EXCERPTED RECORDS>
-------
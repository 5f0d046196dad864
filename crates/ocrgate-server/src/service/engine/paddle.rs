//! [`OcrEngine`] backed by a PaddleX serving pipeline.

use std::io::Cursor;

use async_trait::async_trait;
use image::ImageFormat;
use ocrgate_paddle::{OcrOutput, PdClient};

use super::{OcrEngine, OcrPage, OcrSource};
use crate::{Error, Result};

#[async_trait]
impl OcrEngine for PdClient {
    async fn recognize(&self, source: &OcrSource) -> Result<Vec<OcrPage>> {
        let output = match source {
            OcrSource::File { path, kind } => {
                let bytes = tokio::fs::read(path).await.map_err(|e| {
                    Error::file_system(format!("failed to read '{}'", path.display()))
                        .with_source(e)
                })?;
                self.recognize_bytes(&bytes, (*kind).into()).await?
            }
            OcrSource::Url(url) => self.recognize_url(url).await?,
        };

        tokio::task::spawn_blocking(move || into_pages(output))
            .await
            .map_err(|e| Error::internal("paddlex", format!("task join error: {e}")).with_source(e))?
    }

    async fn health_check(&self) -> Result<()> {
        PdClient::health_check(self).await.map_err(Into::into)
    }
}

fn into_pages(output: OcrOutput) -> Result<Vec<OcrPage>> {
    output
        .ocr_results
        .into_iter()
        .map(|result| {
            let page = OcrPage::new(result.rec_texts().to_vec());
            Ok(match result.decode_ocr_image()? {
                Some(raw) => page.with_annotation(encode_png(raw)?),
                None => page,
            })
        })
        .collect()
}

/// Converts a pipeline visualization (JPEG on the wire) to PNG.
fn encode_png(raw: Vec<u8>) -> Result<Vec<u8>> {
    if image::guess_format(&raw).ok() == Some(ImageFormat::Png) {
        return Ok(raw);
    }

    let decoded = image::load_from_memory(&raw).map_err(|e| {
        Error::external("paddlex", format!("undecodable ocr image: {e}")).with_source(e)
    })?;

    let mut png = Vec::new();
    decoded
        .write_to(&mut Cursor::new(&mut png), ImageFormat::Png)
        .map_err(|e| Error::internal("paddlex", format!("png encoding failed: {e}")).with_source(e))?;

    Ok(png)
}

#[cfg(test)]
mod tests {
    use base64::Engine;
    use base64::engine::general_purpose::STANDARD;
    use image::{DynamicImage, Rgb, RgbImage};

    use super::*;
    use crate::service::{ResultAssembler, ScratchSpace};

    const PNG_SIGNATURE: &[u8] = b"\x89PNG\r\n\x1a\n";

    fn output(value: serde_json::Value) -> OcrOutput {
        serde_json::from_value(value).unwrap()
    }

    fn jpeg() -> Vec<u8> {
        let image = DynamicImage::ImageRgb8(RgbImage::from_pixel(8, 8, Rgb([200, 30, 30])));
        let mut bytes = Vec::new();
        image
            .write_to(&mut Cursor::new(&mut bytes), ImageFormat::Jpeg)
            .unwrap();
        bytes
    }

    #[test]
    fn pages_keep_order_and_annotations() {
        let pages = into_pages(output(serde_json::json!({
            "ocrResults": [
                { "prunedResult": { "rec_texts": ["a", "b"] }, "ocrImage": STANDARD.encode(jpeg()) },
                { "prunedResult": { "rec_texts": ["c"] } }
            ]
        })))
        .unwrap();

        assert_eq!(pages.len(), 2);
        assert_eq!(pages[0].recognized_texts(), ["a", "b"]);
        assert!(pages[0].has_annotation());
        assert_eq!(pages[1].recognized_texts(), ["c"]);
        assert!(!pages[1].has_annotation());
    }

    #[tokio::test]
    async fn jpeg_annotation_is_saved_as_png() {
        let jpeg = jpeg();
        assert!(jpeg.starts_with(&[0xFF, 0xD8, 0xFF]));

        let pages = into_pages(output(serde_json::json!({
            "ocrResults": [{ "prunedResult": { "rec_texts": ["x"] }, "ocrImage": STANDARD.encode(&jpeg) }]
        })))
        .unwrap();

        let root = tempfile::tempdir().unwrap();
        let workspace = ScratchSpace::new(root.path()).acquire().unwrap();
        let assembled = ResultAssembler::default()
            .assemble(&pages, &workspace)
            .await
            .unwrap();

        let saved = std::fs::read(workspace.path().join("1.png")).unwrap();
        assert!(saved.starts_with(PNG_SIGNATURE));
        assert_eq!(image::guess_format(&saved).unwrap(), ImageFormat::Png);

        let encoded = assembled.images[0]
            .strip_prefix("data:image/png;base64,")
            .unwrap();
        assert!(STANDARD.decode(encoded).unwrap().starts_with(PNG_SIGNATURE));
    }

    #[test]
    fn png_annotation_is_kept_as_is() {
        let jpeg = jpeg();
        let png = encode_png(jpeg).unwrap();
        assert_eq!(encode_png(png.clone()).unwrap(), png);
    }

    #[test]
    fn corrupt_annotation_is_an_external_error() {
        let error = into_pages(output(serde_json::json!({
            "ocrResults": [{ "prunedResult": { "rec_texts": [] }, "ocrImage": "%%%" }]
        })))
        .unwrap_err();

        assert_eq!(error.kind(), crate::ErrorKind::External);
    }

    #[test]
    fn undecodable_annotation_is_an_external_error() {
        let error = into_pages(output(serde_json::json!({
            "ocrResults": [{ "prunedResult": { "rec_texts": [] }, "ocrImage": STANDARD.encode(b"\xFF\xD8\xFF\xE0 truncated") }]
        })))
        .unwrap_err();

        assert_eq!(error.kind(), crate::ErrorKind::External);
        assert!(error.message().contains("undecodable ocr image"));
    }
}
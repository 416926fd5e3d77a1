//! Reciprocity resolver: credits tax already paid in another state against
//! this state's tax, subject to scope, cap, time window, and per-origin
//! override, per §4.7.

use rust_decimal::Decimal;

use crate::types::{
    DealInput, DealType, HomeStateBehavior, Money, ReciprocityBasis, ReciprocityScope, StateRule,
};

pub fn resolve_reciprocity_credit(
    rule: &StateRule,
    input: &DealInput,
    gross_tax: Money,
    state_rate: Decimal,
    vehicle_base: Money,
) -> Money {
    let reciprocity = &rule.reciprocity;

    if !reciprocity.enabled {
        return Money::ZERO;
    }

    let mode_scope = match input.deal_type {
        DealType::Retail => ReciprocityScope::Retail,
        DealType::Lease => ReciprocityScope::Lease,
    };
    if !scope_includes(reciprocity.scope, mode_scope) {
        return Money::ZERO;
    }

    let Some(origin) = &input.origin_tax_info else {
        return Money::ZERO;
    };

    let mut effective_scope = reciprocity.scope;
    let mut effective_home_state_behavior = reciprocity.home_state_behavior;

    if let Some(over) = reciprocity.override_for(&origin.state_code) {
        if over.disallow_credit {
            return Money::ZERO;
        }
        if let Some(scope_override) = over.scope_override.or(over.mode_override) {
            effective_scope = scope_override;
        }
        if !scope_includes(effective_scope, mode_scope) {
            return Money::ZERO;
        }
        if let Some(max_age) = over.max_age_days_since_tax_paid {
            let age_days = (input.as_of_date - origin.tax_paid_date).num_days();
            if age_days > max_age {
                return Money::ZERO;
            }
        }
        if matches!(reciprocity.home_state_behavior, HomeStateBehavior::HomeStateOnly) {
            effective_home_state_behavior = HomeStateBehavior::HomeStateOnly;
        }
    }

    let origin_amount = match reciprocity.basis {
        ReciprocityBasis::TaxPaid => origin.amount,
        ReciprocityBasis::TaxDue => {
            Money::new((vehicle_base.as_decimal() * origin.effective_rate.as_decimal()).round_dp(2))
        }
    };

    let credit = match effective_home_state_behavior {
        HomeStateBehavior::None => Money::ZERO,
        HomeStateBehavior::HomeStateOnly => gross_tax,
        HomeStateBehavior::CreditFull => {
            if reciprocity.cap_at_this_states_tax {
                origin_amount.min(gross_tax)
            } else {
                origin_amount
            }
        }
        HomeStateBehavior::CreditUpToStateRate => {
            let state_rate_amount = Money::new((vehicle_base.as_decimal() * state_rate).round_dp(2));
            origin_amount.min(state_rate_amount)
        }
    };

    if reciprocity.cap_at_this_states_tax {
        credit.min(gross_tax)
    } else {
        credit
    }
}

fn scope_includes(scope: ReciprocityScope, mode: ReciprocityScope) -> bool {
    matches!(scope, ReciprocityScope::Both) || scope == mode
}

#[cfg(test)]
mod tests {
    use super::*;
    use crate::registry::RuleRegistry;
    use crate::types::{DealType, OriginTaxInfo, RateInput, Rate};
    use chrono::NaiveDate;
    use rust_decimal_macros::dec;

    fn nc_input_with_origin(days_ago: i64) -> DealInput {
        DealInput {
            state_code: "NC".to_string(),
            as_of_date: NaiveDate::from_ymd_opt(2026, 1, 1).unwrap(),
            deal_type: DealType::Retail,
            vehicle_price: Money::new(dec!(30000)),
            accessories_amount: Money::ZERO,
            trade_in_value: Money::ZERO,
            rebate_manufacturer: Money::ZERO,
            rebate_dealer: Money::ZERO,
            doc_fee: Money::ZERO,
            other_fees: vec![],
            service_contracts: Money::new(dec!(2500)),
            gap: Money::new(dec!(795)),
            negative_equity: Money::ZERO,
            tax_already_collected: Money::ZERO,
            gross_cap_cost: Money::ZERO,
            cap_reduction_cash: Money::ZERO,
            cap_reduction_trade_in: Money::ZERO,
            cap_reduction_rebate_manufacturer: Money::ZERO,
            cap_reduction_rebate_dealer: Money::ZERO,
            base_payment: Money::ZERO,
            payment_count: 0,
            rates: vec![RateInput { label: "STATE".to_string(), rate: Rate::from_percentage(dec!(3.0)) }],
            origin_tax_info: Some(OriginTaxInfo {
                state_code: "SC".to_string(),
                amount: Money::new(dec!(1500)),
                effective_rate: Rate::from_percentage(dec!(5.0)),
                tax_paid_date: NaiveDate::from_ymd_opt(2026, 1, 1).unwrap() - chrono::Duration::days(days_ago),
            }),
        }
    }

    #[test]
    fn nc_reciprocity_expires_after_90_days() {
        let registry = RuleRegistry::new().unwrap();
        let rule = registry.get_rules_for_state("NC").unwrap();
        let input = nc_input_with_origin(120);
        let credit = resolve_reciprocity_credit(
            rule,
            &input,
            Money::new(dec!(900)),
            dec!(0.03),
            Money::new(dec!(30000)),
        );
        assert_eq!(credit.as_decimal(), dec!(0));
    }

    #[test]
    fn nc_reciprocity_applies_within_window() {
        let registry = RuleRegistry::new().unwrap();
        let rule = registry.get_rules_for_state("NC").unwrap();
        let input = nc_input_with_origin(30);
        let credit = resolve_reciprocity_credit(
            rule,
            &input,
            Money::new(dec!(900)),
            dec!(0.03),
            Money::new(dec!(30000)),
        );
        assert!(credit.as_decimal() > dec!(0));
    }
}
//! Typed error surface for the tax engine.
//!
//! Every fallible operation in this crate returns [`TaxResult`]. There is
//! one variant per failure kind the pipeline can produce; none of them are
//! recoverable inside the engine itself — a calculation either produces a
//! complete result or aborts with one of these.

use serde::{Deserialize, Serialize};
use thiserror::Error;

/// Error kinds produced by the rule registry, resolver, and calculation engine.
#[derive(Debug, Clone, Error, Serialize, Deserialize)]
pub enum TaxError {
    /// `getRulesForState` returned nothing but the caller invoked the calculator.
    #[error("no rule registered for state {state}")]
    UnknownState { state: String },

    /// The matched rule's status is `STUB` (structurally valid, not populated).
    #[error("state {state} has a stub rule and cannot be used for calculation")]
    StubState { state: String },

    /// Structural validation failed when the rule was loaded. Fatal at registry construction.
    #[error("invalid rule for state {state}: {message}")]
    InvalidRule { state: String, message: String },

    /// The deal input failed validation (negative amount, missing lease field, bad payment count).
    #[error("invalid input field `{field}`: {message}")]
    InvalidInput { field: String, message: String },

    /// The caller's rate list is empty/unusable for a scheme that needs a state component.
    #[error("invalid rates: {message}")]
    InvalidRates { message: String },

    /// An intermediate arithmetic result exceeded the representable fixed-decimal range.
    #[error("overflow or non-finite value computing {context}")]
    OverflowOrNonFinite { context: String },
}

impl TaxError {
    pub fn unknown_state(state: impl Into<String>) -> Self {
        TaxError::UnknownState { state: state.into() }
    }

    pub fn stub_state(state: impl Into<String>) -> Self {
        TaxError::StubState { state: state.into() }
    }

    pub fn invalid_rule(state: impl Into<String>, message: impl Into<String>) -> Self {
        TaxError::InvalidRule { state: state.into(), message: message.into() }
    }

    pub fn invalid_input(field: impl Into<String>, message: impl Into<String>) -> Self {
        TaxError::InvalidInput { field: field.into(), message: message.into() }
    }

    pub fn invalid_rates(message: impl Into<String>) -> Self {
        TaxError::InvalidRates { message: message.into() }
    }

    pub fn overflow(context: impl Into<String>) -> Self {
        TaxError::OverflowOrNonFinite { context: context.into() }
    }
}

/// Result alias used throughout the crate.
pub type TaxResult<T> = Result<T, TaxError>;
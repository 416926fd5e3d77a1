//! The calculator's output: a decomposed tax result plus a debug trace.

use serde::{Deserialize, Serialize};

use super::deal::DealType;
use super::money::{Money, Rate};

/// One rate component's contribution to the total tax.
#[derive(Debug, Clone, PartialEq, Serialize, Deserialize)]
pub struct ComponentTax {
    pub label: String,
    pub rate: Rate,
    pub amount: Money,
}

/// The taxable bases the engine computed before rates were applied.
#[derive(Debug, Clone, Copy, PartialEq, Serialize, Deserialize)]
pub struct TaxBases {
    pub vehicle_base: Money,
    pub fees_base: Money,
    pub products_base: Money,
    pub total_taxable_base: Money,
}

/// Summed componentTaxes, before reciprocity credit and prior collection are netted out.
#[derive(Debug, Clone, PartialEq, Serialize, Deserialize)]
pub struct TaxTotals {
    pub component_taxes: Vec<ComponentTax>,
    pub total_tax: Money,
}

/// Lease-specific timing split: what's due at signing vs. over the payment stream.
#[derive(Debug, Clone, PartialEq, Serialize, Deserialize)]
pub struct LeaseBreakdown {
    pub upfront_taxable_base: Money,
    pub upfront_taxes: TaxTotals,
    pub payment_taxable_base_per_period: Money,
    pub payment_taxes_per_period: TaxTotals,
    pub total_tax_over_term: Money,
}

/// A taxable or non-taxable fee, recorded for the debug trace.
#[derive(Debug, Clone, PartialEq, Serialize, Deserialize)]
pub struct FeeTrace {
    pub code: String,
    pub amount: Money,
}

/// Explains which admissions the base builder and reciprocity resolver made.
#[derive(Debug, Clone, Default, PartialEq, Serialize, Deserialize)]
pub struct DebugTrace {
    pub applied_trade_in: Money,
    pub applied_rebates_non_taxable: Money,
    pub applied_rebates_taxable: Money,
    pub taxable_doc_fee: Money,
    pub taxable_fees: Vec<FeeTrace>,
    pub taxable_service_contracts: Money,
    pub taxable_gap: Money,
    pub reciprocity_credit: Money,
    pub notes: Vec<String>,
}

/// The full result of a single `calculate_tax` call.
#[derive(Debug, Clone, PartialEq, Serialize, Deserialize)]
pub struct TaxCalculationResult {
    pub mode: DealType,
    pub bases: TaxBases,
    pub taxes: TaxTotals,
    #[serde(default)]
    pub lease_breakdown: Option<LeaseBreakdown>,
    pub debug: DebugTrace,
}
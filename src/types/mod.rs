//! Type definitions for the motor-vehicle tax engine.
//!
//! # Module organization
//!
//! - `money` - fixed-point financial primitives (`Money`, `Rate`, `MoneyFactor`)
//! - `rule` - the declarative per-state `StateRule` model
//! - `deal` - the calculator's input (`DealInput`) and its nested types
//! - `context` - state-resolution types (`TaxContext`, `RooftopConfig`, `DealParties`)
//! - `result` - the calculator's output (`TaxCalculationResult`) and its nested types

pub mod context;
pub mod deal;
pub mod money;
pub mod result;
pub mod rule;

pub use context::{DealParties, RooftopConfig, StateOverride, TaxContext, TaxPerspective};
pub use deal::{DealInput, DealType, OriginTaxInfo, OtherFee, RateInput};
pub use money::{Money, MoneyFactor, Rate};
pub use result::{ComponentTax, DebugTrace, LeaseBreakdown, TaxBases, TaxCalculationResult};
pub use rule::{
    DocFeeTaxability, FeeCode, FeeTaxRule, HomeStateBehavior, LeaseMethod, LeaseRules,
    LeaseSurcharge, RebateBehavior, RebateRule, RebateSource, ReciprocityBasis,
    ReciprocityOverride, ReciprocityRules, ReciprocityScope, RuleExtras, RuleStatus,
    SpecialSchemeConfig, StateRule, TitleFeeFlow, TradeInCredit, TradeInPolicy,
    VehicleTaxScheme,
};

use rust_decimal::Decimal;
use serde::{Deserialize, Serialize};
use strum::{Display, EnumString};

/// Two-letter US state codes covered by the rule registry.
#[derive(
    Debug, Clone, Copy, PartialEq, Eq, Hash, Serialize, Deserialize, EnumString, Display,
)]
#[strum(serialize_all = "UPPERCASE", ascii_case_insensitive)]
#[serde(rename_all = "UPPERCASE")]
pub enum StateCode {
    AL, AK, AZ, AR, CA, CO, CT, DE, FL,
    GA, HI, ID, IL, IN, IA, KS, KY, LA, ME,
    MD, MA, MI, MN, MS, MO, MT, NE, NV, NH,
    NJ, NM, NY, NC, ND, OH, OK, OR, PA, RI,
    SC, SD, TN, TX, UT, VT, VA, WA, WV, WI,
    WY,
}

impl StateCode {
    /// Parse a state code case-insensitively; returns `None` for anything else.
    pub fn from_str_opt(s: &str) -> Option<Self> {
        s.parse().ok()
    }

    /// All 50 canonical codes, in declaration order.
    pub fn all() -> [StateCode; 50] {
        use StateCode::*;
        [
            AL, AK, AZ, AR, CA, CO, CT, DE, FL, GA, HI, ID, IL, IN, IA, KS, KY, LA, ME, MD, MA,
            MI, MN, MS, MO, MT, NE, NV, NH, NJ, NM, NY, NC, ND, OH, OK, OR, PA, RI, SC, SD, TN,
            TX, UT, VT, VA, WA, WV, WI, WY,
        ]
    }
}

/// Deal mode the engine is computing for; mirrors `DealType` but named for
/// contexts (rule lookups, reciprocity scope) that speak in terms of "mode".
pub type Mode = DealType;

/// Decimal extension trait for financial calculations (banker's rounding helpers).
pub trait DecimalExt {
    /// Round to 2 decimal places using banker's rounding (round-half-to-even).
    fn round_money(self) -> Decimal;
    /// Round to an arbitrary number of decimal places using banker's rounding.
    fn round_dp_banker(self, dp: u32) -> Decimal;
    /// Ceiling to the given number of decimal places.
    fn ceil_dp(self, dp: u32) -> Decimal;
    /// Floor to the given number of decimal places.
    fn floor_dp(self, dp: u32) -> Decimal;
}

impl DecimalExt for Decimal {
    fn round_money(self) -> Decimal {
        self.round_dp(2)
    }

    fn round_dp_banker(self, dp: u32) -> Decimal {
        self.round_dp(dp)
    }

    fn ceil_dp(self, dp: u32) -> Decimal {
        let scale = Decimal::new(10_i64.pow(dp), 0);
        (self * scale).ceil() / scale
    }

    fn floor_dp(self, dp: u32) -> Decimal {
        let scale = Decimal::new(10_i64.pow(dp), 0);
        (self * scale).floor() / scale
    }
}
-------
WORK ITEM>
Using the listing above, count how many lines contain the word "await" and, please, write only that number.

ANSWER TO THE PROBLEM>
6